# Your task
Each record that follows must be given again without alteration.

# Dataset entries
──────────
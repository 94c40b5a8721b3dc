use std::path::PathBuf;
use std::sync::Arc;

use anyhow::{Result, anyhow};
use client::{ClientConfig, LocalReplay, RemoteReplay, ReplayView, WsConnector};
use tokio::sync::watch;
use tokio::time::{Duration, timeout};
use tracing::{info, warn};

/// Wait this long for the replay service to announce its recordings.
const ANNOUNCE_TIMEOUT: Duration = Duration::from_secs(10);

pub async fn run_local(config: ClientConfig, file: PathBuf, speed: f64, seek: Option<f64>) -> Result<()> {
    let mut replay = LocalReplay::from_config(&config);
    let mut views = replay.subscribe();
    replay.load_file(&file).await?;
    replay.set_speed(speed);
    if let Some(progress) = seek {
        replay.seek(progress);
    }

    follow(&mut views).await;
    replay.stop();
    Ok(())
}

pub async fn run_remote(config: ClientConfig, file: String, speed: Option<f64>) -> Result<()> {
    let (replay, task) = RemoteReplay::spawn(&config, Arc::new(WsConnector))?;
    let mut files = replay.subscribe_files();
    let mut views = replay.subscribe();
    replay.connect();

    let offered = timeout(ANNOUNCE_TIMEOUT, files.wait_for(|files| !files.is_empty()))
        .await
        .map_err(|_| anyhow!("The replay service did not announce any recordings"))?
        .map_err(|_| anyhow!("Replay connection closed"))?
        .clone();
    if !offered.contains(&file) {
        replay.shutdown();
        task.await?;
        return Err(anyhow!("{} is not offered, available: {}", file, offered.join(", ")));
    }

    replay.play(file.clone());
    timeout(ANNOUNCE_TIMEOUT, views.wait_for(|view| view.running))
        .await
        .map_err(|_| anyhow!("The replay service did not start {}", file))??;
    if let Some(speed) = speed {
        replay.set_speed(speed);
    }
    // the service starts paused
    replay.toggle_pause();

    follow(&mut views).await;
    replay.shutdown();
    task.await?;
    Ok(())
}

/// Log the replay until it reaches the end, stops or the user interrupts.
async fn follow(views: &mut watch::Receiver<ReplayView>) {
    let mut last_logged = -1.0;
    loop {
        tokio::select! {
            _ = tokio::signal::ctrl_c() => {
                info!("Interrupted");
                return;
            }
            changed = views.changed() => {
                if changed.is_err() {
                    warn!("Replay closed");
                    return;
                }
                let view = views.borrow_and_update().clone();
                if should_log(&view, last_logged) {
                    last_logged = view.progress;
                    info!("{}", describe(&view));
                }
                if !view.running {
                    warn!("Replay stopped");
                    return;
                }
                if view.paused && view.progress >= 1.0 {
                    info!("Replay finished");
                    return;
                }
            }
        }
    }
}

/// Log every whole percent, plus the end.
fn should_log(view: &ReplayView, last_logged: f64) -> bool {
    view.progress >= 1.0 || (view.progress * 100.0).floor() != (last_logged * 100.0).floor()
}

fn describe(view: &ReplayView) -> String {
    let mut line = format!(
        "{:>5.1}% {} x{}",
        view.progress * 100.0,
        view.time.as_deref().unwrap_or("-"),
        view.speed
    );
    if let Some(state) = &view.game_state {
        let embarked = state.embarked_trains().count();
        line.push_str(&format!(
            " | {} teams, {} trains, {} ridden",
            state.teams.len(),
            state.trains.len(),
            embarked
        ));
    }
    if view.paused {
        line.push_str(" (paused)");
    }
    line
}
──────────
# Answer to this task
repository 94c40b5a8721b3dc
use std::path::PathBuf;
use std::sync::Arc;

use anyhow::{Result, anyhow};
use client::{ClientConfig, LocalReplay, RemoteReplay, ReplayView, WsConnector};
use tokio::sync::watch;
use tokio::time::{Duration, timeout};
use tracing::{info, warn};

/// Wait this long for the replay service to announce its recordings.
const ANNOUNCE_TIMEOUT: Duration = Duration::from_secs(10);

pub async fn run_local(config: ClientConfig, file: PathBuf, speed: f64, seek: Option<f64>) -> Result<()> {
    let mut replay = LocalReplay::from_config(&config);
    let mut views = replay.subscribe();
    replay.load_file(&file).await?;
    replay.set_speed(speed);
    if let Some(progress) = seek {
        replay.seek(progress);
    }

    follow(&mut views).await;
    replay.stop();
    Ok(())
}

pub async fn run_remote(config: ClientConfig, file: String, speed: Option<f64>) -> Result<()> {
    let (replay, task) = RemoteReplay::spawn(&config, Arc::new(WsConnector))?;
    let mut files = replay.subscribe_files();
    let mut views = replay.subscribe();
    replay.connect();

    let offered = timeout(ANNOUNCE_TIMEOUT, files.wait_for(|files| !files.is_empty()))
        .await
        .map_err(|_| anyhow!("The replay service did not announce any recordings"))?
        .map_err(|_| anyhow!("Replay connection closed"))?
        .clone();
    if !offered.contains(&file) {
        replay.shutdown();
        task.await?;
        return Err(anyhow!("{} is not offered, available: {}", file, offered.join(", ")));
    }

    replay.play(file.clone());
    timeout(ANNOUNCE_TIMEOUT, views.wait_for(|view| view.running))
        .await
        .map_err(|_| anyhow!("The replay service did not start {}", file))??;
    if let Some(speed) = speed {
        replay.set_speed(speed);
    }
    // the service starts paused
    replay.toggle_pause();

    follow(&mut views).await;
    replay.shutdown();
    task.await?;
    Ok(())
}

/// Log the replay until it reaches the end, stops or the user interrupts.
async fn follow(views: &mut watch::Receiver<ReplayView>) {
    let mut last_logged = -1.0;
    loop {
        tokio::select! {
            _ = tokio::signal::ctrl_c() => {
                info!("Interrupted");
                return;
            }
            changed = views.changed() => {
                if changed.is_err() {
                    warn!("Replay closed");
                    return;
                }
                let view = views.borrow_and_update().clone();
                if should_log(&view, last_logged) {
                    last_logged = view.progress;
                    info!("{}", describe(&view));
                }
                if !view.running {
                    warn!("Replay stopped");
                    return;
                }
                if view.paused && view.progress >= 1.0 {
                    info!("Replay finished");
                    return;
                }
            }
        }
    }
}

/// Log every whole percent, plus the end.
fn should_log(view: &ReplayView, last_logged: f64) -> bool {
    view.progress >= 1.0 || (view.progress * 100.0).floor() != (last_logged * 100.0).floor()
}

fn describe(view: &ReplayView) -> String {
    let mut line = format!(
        "{:>5.1}% {} x{}",
        view.progress * 100.0,
        view.time.as_deref().unwrap_or("-"),
        view.speed
    );
    if let Some(state) = &view.game_state {
        let embarked = state.embarked_trains().count();
        line.push_str(&format!(
            " | {} teams, {} trains, {} ridden",
            state.teams.len(),
            state.trains.len(),
            embarked
        ));
    }
    if view.paused {
        line.push_str(" (paused)");
    }
    line
}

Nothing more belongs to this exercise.